Developer(s) – Retro Studios, Monster Games & Nintendo SPD
Publisher – Nintendo
Director(s) – Ryan Harris & Vince Joly
Producer – Kensuke Tanabe
PEGI – 3
Following on from Nintendo’s previous success with the re-vamp of the Donkey Kong Country style of play in Donkey Kong Country Returns on the Wii, Tropical Freeze takes the same classic formula, and adds one or two extra into the mix, and frankly, it makes for a fairly entertaining game in my opinion. Whilst it has some different elements from other video games, effective use is made of them and it’s a joy to play.
Graphics – 8/10
It’s been some time since I’ve seen an FMV (Full Motion Video) cutscene in a licensed first-party Nintendo game, and the introductory FMV gives the game a pretty decent first impression; as does the first-glimpse of the in-game visuals. The conceptual design of each of the six stages is particularly well done; indeed, a sure sign that passion went into it is that concept art for the game can be unlocked as incentive for collecting every puzzle piece in a single level. The decent mixture of different environments, ranging from vast jungles to rainy and sunny beaches bring something entirely new to the table, whilst also featuring elements which hearken back to not only the original Donkey Kong Country, but also games such as Diddy Kong Racing, as in the level Irate Eight, there is a giant octopus, which looks very much like the octopus that has to be raced in the game to advance.
Gameplay – 8/10
In terms of map layout, Tropical Freeze bears a striking resemblance to New Super Mario Bros. U, but in terms of gameplay, it’s just as challenging; if not more so. Not only does this game present a good few stern challenges in its boss fights, but also in the completion of side quests, as it can sometimes be difficult to find every hidden item in each level, given how cleverly some of them are hidden. What I also like about the gameplay is the very decent amount of variety. Not only to classic elements return, such as the mountable rhino in the original Donkey Kong Country game, but there are also new gameplay elements to be experienced with the inclusion of the three supporting characters venturing alongside Donkey Kong; incidentally, they also hearken back to gameplay features of previous Nintendo games. Diddy Kong’s jet pack ability is very reminiscent of his role in Donkey Kong 64 as well as Peach’s role in Super Mario Bros. 2, Dixie Kong’s hovering ability is very similar to Yoshi’s hovering ability in the Yoshi’s Island series and Cranky Kong’s spring ability is Identical to Scrooge McDuck’s ability in the old Duck Tales Game Boy game.
Controls – 9/10
Unfortunately, I did find the game’s controls to be somewhat unresponsive at times.
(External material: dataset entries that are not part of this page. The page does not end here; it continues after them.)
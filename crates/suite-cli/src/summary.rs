use std::path::Path;

use chrono::{SecondsFormat, Utc};
use comfy_table::modifiers::{UTF8_ROUND_CORNERS, UTF8_SOLID_INNER_BORDERS};
use comfy_table::presets::{UTF8_FULL, UTF8_FULL_CONDENSED};
use comfy_table::{
    Attribute, Cell, CellAlignment, Color, ColumnConstraint, ContentArrangement, Table, Width,
};

use suite_cli::types::{CompileResult, ModuleSummary, ValidateResult};
use suite_core::FormInspection;
use suite_model::{Datum, DiagnosticReport, Severity, StackOp};

pub fn print_summary(result: &CompileResult) {
    print_header(&result.app_name);
    println!("Output: {}", result.output_dir.display());
    print_output_path("Suite", result.suite_xml.as_deref());
    print_output_path("Diagnostics", result.diagnostics_json.as_deref());
    println!("{}", module_table(&result.modules, &result.report));
    let stats = &result.stats;
    println!(
        "Entries: {}  Menus: {}  Remote requests: {}  Endpoints: {}  Fixtures: {}  Cache: {} hit(s), {} miss(es)  ({} ms)",
        stats.entries,
        stats.menus,
        stats.remote_requests,
        stats.endpoints,
        stats.fixtures,
        stats.cache.hits,
        stats.cache.misses,
        stats.duration_ms
    );
    print_issue_table(&result.report);
    if !result.errors.is_empty() {
        eprintln!("Errors:");
        for error in &result.errors {
            eprintln!("- {error}");
        }
    }
}

pub fn print_validation(result: &ValidateResult) {
    print_header(&result.app_name);
    println!("{}", module_table(&result.modules, &result.report));
    print_issue_table(&result.report);
    if result.blocking {
        eprintln!("Validation failed.");
    }
}

pub fn print_plan(inspection: &FormInspection) {
    println!(
        "Form: {} (module {}, command {})",
        inspection.plan.form_id, inspection.module_id, inspection.command_id
    );
    let mut table = Table::new();
    table.set_header(vec![
        header_cell("#"),
        header_cell("Datum"),
        header_cell("Kind"),
        header_cell("Case type"),
        header_cell("Source"),
        header_cell("Detail"),
    ]);
    apply_table_style(&mut table);
    align_column(&mut table, 0, CellAlignment::Right);
    for (position, datum) in inspection.plan.datums.iter().enumerate() {
        table.add_row(vec![
            dim_cell(position),
            Cell::new(&datum.id).fg(Color::Blue).add_attribute(Attribute::Bold),
            Cell::new(datum.kind.as_str()),
            optional_cell(datum.case_type.as_ref().map(ToString::to_string)),
            optional_cell(datum_source(datum)),
            optional_cell(datum.detail_select.clone()),
        ]);
    }
    println!("{table}");
    for assertion in &inspection.plan.assertions {
        println!("assert {} ({})", assertion.test, assertion.locale_id);
    }

    println!();
    println!("Navigation ({}):", inspection.navigation.kind.as_str());
    for op in &inspection.navigation.ops {
        println!("  {}", describe_op(op));
    }
}

fn print_header(app_name: &str) {
    println!("App: {app_name}");
    println!(
        "Generated: {}",
        Utc::now().to_rfc3339_opts(SecondsFormat::Secs, true)
    );
}

fn print_output_path(label: &str, path: Option<&Path>) {
    match path {
        Some(path) => println!("{label}: {}", path.display()),
        None => println!("{label}: not written"),
    }
}

fn module_table(modules: &[ModuleSummary], report: &DiagnosticReport) -> Table {
    let mut table = Table::new();
    table.set_header(vec![
        header_cell("Module"),
        header_cell("Name"),
        header_cell("Type"),
        header_cell("Forms"),
        header_cell("Datums"),
        header_cell("Errors"),
        header_cell("Warnings"),
    ]);
    apply_summary_table_style(&mut table);
    for index in 3..7 {
        align_column(&mut table, index, CellAlignment::Right);
    }
    let mut total_forms = 0usize;
    let mut total_datums = None;
    for summary in modules {
        total_forms += summary.forms;
        if let Some(datums) = summary.datums {
            total_datums = Some(total_datums.unwrap_or(0) + datums);
        }
        table.add_row(vec![
            Cell::new(&summary.module_id)
                .fg(Color::Blue)
                .add_attribute(Attribute::Bold),
            Cell::new(&summary.name),
            Cell::new(summary.module_type),
            Cell::new(summary.forms),
            count_cell(summary.datums, Color::Reset),
            count_cell(Some(summary.errors), Color::Red),
            count_cell(Some(summary.warnings), Color::Yellow),
        ]);
    }
    // App-level findings have no module row but count towards the total.
    table.add_row(vec![
        Cell::new("TOTAL")
            .fg(Color::Cyan)
            .add_attribute(Attribute::Bold),
        Cell::new(format!("{} module(s)", modules.len()))
            .fg(Color::Cyan)
            .add_attribute(Attribute::Bold),
        dim_cell("-"),
        Cell::new(total_forms).add_attribute(Attribute::Bold),
        count_cell(total_datums, Color::Reset).add_attribute(Attribute::Bold),
        count_cell(Some(report.error_count()), Color::Red).add_attribute(Attribute::Bold),
        count_cell(Some(report.warning_count()), Color::Yellow).add_attribute(Attribute::Bold),
    ]);
    table
}

fn print_issue_table(report: &DiagnosticReport) {
    if report.diagnostics.is_empty() {
        return;
    }
    let mut issues: Vec<_> = report.diagnostics.iter().collect();
    // Stable sort keeps report order within a severity.
    issues.sort_by_key(|diagnostic| diagnostic.severity);

    let mut table = Table::new();
    table.set_header(vec![
        header_cell("Severity"),
        header_cell("Type"),
        header_cell("Module"),
        header_cell("Form"),
        header_cell("Reason"),
    ]);
    apply_issue_table_style(&mut table);
    align_column(&mut table, 0, CellAlignment::Center);
    for diagnostic in issues {
        table.add_row(vec![
            severity_cell(diagnostic.severity),
            Cell::new(diagnostic.kind.as_str()),
            optional_cell(diagnostic.module.as_ref().map(ToString::to_string)),
            optional_cell(diagnostic.form.as_ref().map(ToString::to_string)),
            Cell::new(&diagnostic.reason),
        ]);
    }
    println!();
    println!("Issues:");
    println!("{table}");
}

fn datum_source(datum: &Datum) -> Option<String> {
    datum
        .nodeset
        .clone()
        .or_else(|| datum.function.clone())
        .or_else(|| datum.query.as_ref().map(|query| query.url.clone()))
}

fn describe_op(op: &StackOp) -> String {
    match op {
        StackOp::PushCommand { command } => format!("command '{command}'"),
        StackOp::PushDatum { id, value, instance } => {
            let tag = if *instance { "instance-datum" } else { "datum" };
            format!("{tag} {id} = {value}")
        }
        StackOp::PushQuery(query) => format!("query {} = {}", query.id, query.value),
        StackOp::Rewind { value } => format!("rewind {value}"),
        StackOp::Mark => "mark".to_string(),
        StackOp::Jump { url } => format!("jump {url}"),
    }
}

fn apply_table_style(table: &mut Table) {
    table
        .load_preset(UTF8_FULL_CONDENSED)
        .apply_modifier(UTF8_ROUND_CORNERS)
        .set_content_arrangement(ContentArrangement::Dynamic)
        .set_width(140);
}

fn apply_summary_table_style(table: &mut Table) {
    table
        .load_preset(UTF8_FULL)
        .apply_modifier(UTF8_ROUND_CORNERS)
        .apply_modifier(UTF8_SOLID_INNER_BORDERS)
        .set_content_arrangement(ContentArrangement::DynamicFullWidth)
        .set_width(120);
    if table.column_count() >= 7 {
        table.set_constraints(vec![
            ColumnConstraint::UpperBoundary(Width::Fixed(20)),
            ColumnConstraint::UpperBoundary(Width::Percentage(35)),
            ColumnConstraint::LowerBoundary(Width::Fixed(8)),
            ColumnConstraint::LowerBoundary(Width::Fixed(7)),
            ColumnConstraint::LowerBoundary(Width::Fixed(8)),
            ColumnConstraint::LowerBoundary(Width::Fixed(8)),
            ColumnConstraint::LowerBoundary(Width::Fixed(10)),
        ]);
    }
}

fn apply_issue_table_style(table: &mut Table) {
    table
        .load_preset(UTF8_FULL)
        .apply_modifier(UTF8_ROUND_CORNERS)
        .apply_modifier(UTF8_SOLID_INNER_BORDERS)
        .set_content_arrangement(ContentArrangement::DynamicFullWidth)
        .set_width(160);
    if table.column_count() >= 5 {
        table.set_constraints(vec![
            ColumnConstraint::UpperBoundary(Width::Fixed(10)),
            ColumnConstraint::UpperBoundary(Width::Fixed(32)),
            ColumnConstraint::UpperBoundary(Width::Fixed(20)),
            ColumnConstraint::UpperBoundary(Width::Fixed(20)),
            ColumnConstraint::UpperBoundary(Width::Percentage(50)),
        ]);
    }
}

fn align_column(table: &mut Table, index: usize, alignment: CellAlignment) {
    if let Some(column) = table.column_mut(index) {
        column.set_cell_alignment(alignment);
    }
}

fn severity_cell(severity: Severity) -> Cell {
    match severity {
        Severity::Error => Cell::new("ERROR")
            .fg(Color::Red)
            .add_attribute(Attribute::Bold),
        Severity::Warning => Cell::new("WARN").fg(Color::Yellow),
    }
}

fn count_cell(count: Option<usize>, color: Color) -> Cell {
    match count {
        Some(value) if value > 0 => Cell::new(value).fg(color).add_attribute(Attribute::Bold),
        Some(value) => dim_cell(value),
        None => dim_cell("-"),
    }
}

fn optional_cell(value: Option<String>) -> Cell {
    match value {
        Some(value) => Cell::new(value),
        None => dim_cell("-"),
    }
}

fn header_cell(label: &str) -> Cell {
    Cell::new(label)
        .fg(Color::Cyan)
        .add_attribute(Attribute::Bold)
}

fn dim_cell<T: ToString>(value: T) -> Cell {
    Cell::new(value).fg(Color::DarkGrey)
}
I experienced trouble trying to roll along the ground to dodge enemy attacks, as the game would sometimes interpret it as me trying to do the ground pound attack instead. But otherwise, there are no other outstanding issues with the controls.
Lifespan – 7/10
To get everything done in this time, it should take around 15 hours, which for a linear 2D side scroller is fair enough. Previous games in the genre tend to be much shorter than that, and it’s always good to see games like this being made to last as long as possible. It’s better to have an extraordinarily long linear 2D side scroller than a disappointingly short open-world 2D side scroller like Symphony of the Night. As I said last week, for how good that game played out, I was left wanting more.
Storyline – 7/10
From what I’ve seen of the seventh generation, Nintendo seem to be taking some of their longest running franchises in new directions; particularly in terms of story. I’ve seen it in A Link Between Worlds and Super Mario 3D World, and Donkey Kong Country: Tropical Freeze is no exception. Donkey Kong’s birthday celebration is cut short after his home island is frozen over by a new batch of enemies called the Snomads. Donkey, along with his friends Diddy and Dixie and hid grandfather Cranky embark on an adventure to retake their home island from the Snomads and their leader, Lord Frederick. It’s still pretty simplistic, but different from the norm. It’s a positive change that presents a new story, new enemies and an entirely new objective. Unlike previous entries, it doesn’t have Donkey Kong looking for his hoard of bananas, and instead focuses on something entirely dissimilar.
Originality – 7/10
Although the overall premise of Tropical Freeze has been repeated many times over in video gaming, Donkey Kong Country: Tropical Freeze has been given a fresh coat of paint with different gameplay elements and graphical concepts, which add a bit of flair and makes it stand out from most others.
Overall, this is a game well worth playing through at least once. There are some very stern challenges to be overcome, and a fair amount of incentive to be had for playing the game to its fullest. Although there may not be enough on the Wii U in terms of quantity, Nintendo are very much still able to deliver quality.